PROBLEM DESCRIPTION: Which lines in the records below contain the word "ProgramDatabase"? Copy each one.

EXERCISE MATERIAL:
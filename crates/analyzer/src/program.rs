//! The accumulated program database: arenas owning every entity plus the
//! keyed collections and append-only indices built over them.

use database::{Arena, Collection, Index};

use crate::batch::{FieldDef, MethodDef};
use crate::model::{
    Call, Class, ClassId, Field, FieldId, FieldView, Link, Member, MemberView, Method, MethodId,
    MethodView, MissingEntity, Package, PackageId, StringValue, TagCategory, UnlinkedInstruction,
};

#[derive(Debug, Clone)]
pub struct ProgramDatabase {
    pub(crate) class_arena: Arena<ClassId, Class>,
    pub(crate) field_arena: Arena<FieldId, Field>,
    pub(crate) method_arena: Arena<MethodId, Method>,
    pub(crate) package_arena: Arena<PackageId, Package>,

    /// FQCN -> class.
    pub(crate) classes: Collection<ClassId>,
    /// Field signature -> view. Inherited lookups add entries under the requesting signature.
    pub(crate) fields: Collection<FieldView>,
    pub(crate) methods: Collection<MethodView>,
    /// Dotted package name -> package.
    pub(crate) packages: Collection<PackageId>,

    pub(crate) call: Index<Call>,
    pub(crate) strings: Index<StringValue>,
    pub(crate) missing: Index<MissingEntity>,
    pub(crate) parse_errors: Index<UnlinkedInstruction>,

    pub(crate) tag_categories: Collection<TagCategory>,
}

impl Default for ProgramDatabase {
    fn default() -> Self {
        Self::new()
    }
}

impl ProgramDatabase {
    pub fn new() -> Self {
        Self {
            class_arena: Arena::new("class"),
            field_arena: Arena::new("field"),
            method_arena: Arena::new("method"),
            package_arena: Arena::new("package"),
            classes: Collection::new(),
            fields: Collection::new(),
            methods: Collection::new(),
            packages: Collection::new(),
            call: Index::new("call"),
            strings: Index::new("strings"),
            missing: Index::new("missing"),
            parse_errors: Index::new("parseErrors"),
            tag_categories: Collection::new(),
        }
    }

    pub fn class(&self, id: ClassId) -> &Class {
        self.class_arena.get(id)
    }

    pub(crate) fn class_mut(&mut self, id: ClassId) -> &mut Class {
        self.class_arena.get_mut(id)
    }

    pub fn field(&self, id: FieldId) -> &Field {
        self.field_arena.get(id)
    }

    pub(crate) fn field_mut(&mut self, id: FieldId) -> &mut Field {
        self.field_arena.get_mut(id)
    }

    pub fn method(&self, id: MethodId) -> &Method {
        self.method_arena.get(id)
    }

    pub(crate) fn method_mut(&mut self, id: MethodId) -> &mut Method {
        self.method_arena.get_mut(id)
    }

    pub fn package(&self, id: PackageId) -> &Package {
        self.package_arena.get(id)
    }

    pub fn class_by_name(&self, fqcn: &str) -> Option<ClassId> {
        self.classes.get(fqcn).copied()
    }

    pub fn package_by_name(&self, name: &str) -> Option<PackageId> {
        self.packages.get(name).copied()
    }

    pub fn field_view(&self, signature: &str) -> Option<FieldView> {
        self.fields.get(signature).copied()
    }

    pub fn method_view(&self, signature: &str) -> Option<MethodView> {
        self.methods.get(signature).copied()
    }

    pub fn classes(&self) -> &Collection<ClassId> {
        &self.classes
    }

    pub fn fields(&self) -> &Collection<FieldView> {
        &self.fields
    }

    pub fn methods(&self) -> &Collection<MethodView> {
        &self.methods
    }

    pub fn packages(&self) -> &Collection<PackageId> {
        &self.packages
    }

    pub fn calls(&self) -> &Index<Call> {
        &self.call
    }

    pub fn strings(&self) -> &Index<StringValue> {
        &self.strings
    }

    pub fn missing(&self) -> &Index<MissingEntity> {
        &self.missing
    }

    pub fn parse_errors(&self) -> &Index<UnlinkedInstruction> {
        &self.parse_errors
    }

    pub fn tag_categories(&self) -> &Collection<TagCategory> {
        &self.tag_categories
    }

    pub fn all_classes(&self) -> impl Iterator<Item = (ClassId, &Class)> {
        self.class_arena.iter()
    }

    pub fn all_fields(&self) -> impl Iterator<Item = (FieldId, &Field)> {
        self.field_arena.iter()
    }

    pub fn all_methods(&self) -> impl Iterator<Item = (MethodId, &Method)> {
        self.method_arena.iter()
    }

    pub fn all_packages(&self) -> impl Iterator<Item = (PackageId, &Package)> {
        self.package_arena.iter()
    }

    /// Name of the declared superclass, resolved or not.
    pub fn superclass_name(&self, id: ClassId) -> Option<String> {
        match self.class(id).extends.as_ref()? {
            Link::Resolved(parent) => Some(self.class(*parent).fqcn.clone()),
            Link::Unresolved(reference) => Some(reference.name.clone()),
        }
    }

    /// Superclass as a class of this database, looking unresolved names up without creating anything.
    pub(crate) fn superclass_of(&self, id: ClassId) -> Option<ClassId> {
        match self.class(id).extends.as_ref()? {
            Link::Resolved(parent) => Some(*parent),
            Link::Unresolved(reference) => self.class_by_name(&reference.name),
        }
    }

    pub(crate) fn ensure_package(&mut self, name: &str) -> PackageId {
        if let Some(id) = self.package_by_name(name) {
            return id;
        }
        let id = self.package_arena.alloc(Package::new(name));
        self.packages.insert(name, id);
        id
    }

    /// Files `class` under its package (derived from the FQCN), creating the package if needed.
    pub(crate) fn attach_to_package(&mut self, class: ClassId) -> Option<PackageId> {
        let name = self.class(class).package_name()?.to_string();
        let package = self.ensure_package(&name);
        self.package_arena.get_mut(package).append_child(class);
        self.class_mut(class).package = Some(Link::Resolved(package));
        Some(package)
    }

    /// Registers an empty class known only by name, with its package. An
    /// existing class is returned untouched.
    pub fn add_class(&mut self, fqcn: &str) -> ClassId {
        if let Some(id) = self.class_by_name(fqcn) {
            return id;
        }
        let id = self.class_arena.alloc(Class::from_fqcn(fqcn));
        self.classes.insert(fqcn, id);
        self.attach_to_package(id);
        id
    }

    /// Attaches a new field to `owner` and indexes it under its own signature.
    /// The own table is searched before inherited views, so this also shadows
    /// anything `owner` used to inherit under the same signature.
    pub(crate) fn register_field(&mut self, owner: ClassId, def: FieldDef) -> FieldId {
        let fqcn = self.class(owner).fqcn.clone();
        let signature = def.signature(&fqcn);
        let id = self.field_arena.alloc(Field::from_def(def, owner, &fqcn));

        self.class_mut(owner).fields.insert(signature.clone(), id);
        self.fields.insert(signature, MemberView::direct(id, owner));
        id
    }

    pub(crate) fn register_method(&mut self, owner: ClassId, def: MethodDef) -> MethodId {
        let fqcn = self.class(owner).fqcn.clone();
        let signature = def.signature(&fqcn);
        let id = self.method_arena.alloc(Method::from_def(def, owner, &fqcn));

        self.class_mut(owner).methods.insert(signature.clone(), id);
        self.methods.insert(signature, MemberView::direct(id, owner));
        id
    }

    /// Empties the inherited view tables of `class` and retracts the global
    /// index entries that still point at those views. Returns how many views were dropped.
    pub(crate) fn forget_inherited(&mut self, class: ClassId) -> usize {
        let target = self.class_mut(class);
        let fields = std::mem::take(&mut target.inherited_fields);
        let methods = std::mem::take(&mut target.inherited_methods);
        let dropped = fields.len() + methods.len();

        for (signature, view) in fields {
            if self.fields.get(&signature) == Some(&view) {
                self.fields.remove(&signature);
            }
        }
        for (signature, view) in methods {
            if self.methods.get(&signature) == Some(&view) {
                self.methods.remove(&signature);
            }
        }
        dropped
    }

    pub fn is_missing(&self, entity: MissingEntity) -> bool {
        match entity {
            MissingEntity::Class(id) => self.class(id).is_missing(),
            MissingEntity::Field(id) => self.field(id).is_missing(),
            MissingEntity::Method(id) => self.method(id).is_missing(),
        }
    }

    /// Retracts the `missing` audit entry of an entity that just received its real definition.
    pub(crate) fn clear_missing(&mut self, entity: MissingEntity) {
        match entity {
            MissingEntity::Class(id) => self.class_mut(id).tags.set_missing(false),
            MissingEntity::Field(id) => self.field_mut(id).tags.set_missing(false),
            MissingEntity::Method(id) => self.method_mut(id).tags.set_missing(false),
        }
        self.missing.retain(|m| *m != entity);
    }
}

SOLUTION FOR THIS EXERCISE:
pub struct ProgramDatabase {
impl Default for ProgramDatabase {
impl ProgramDatabase {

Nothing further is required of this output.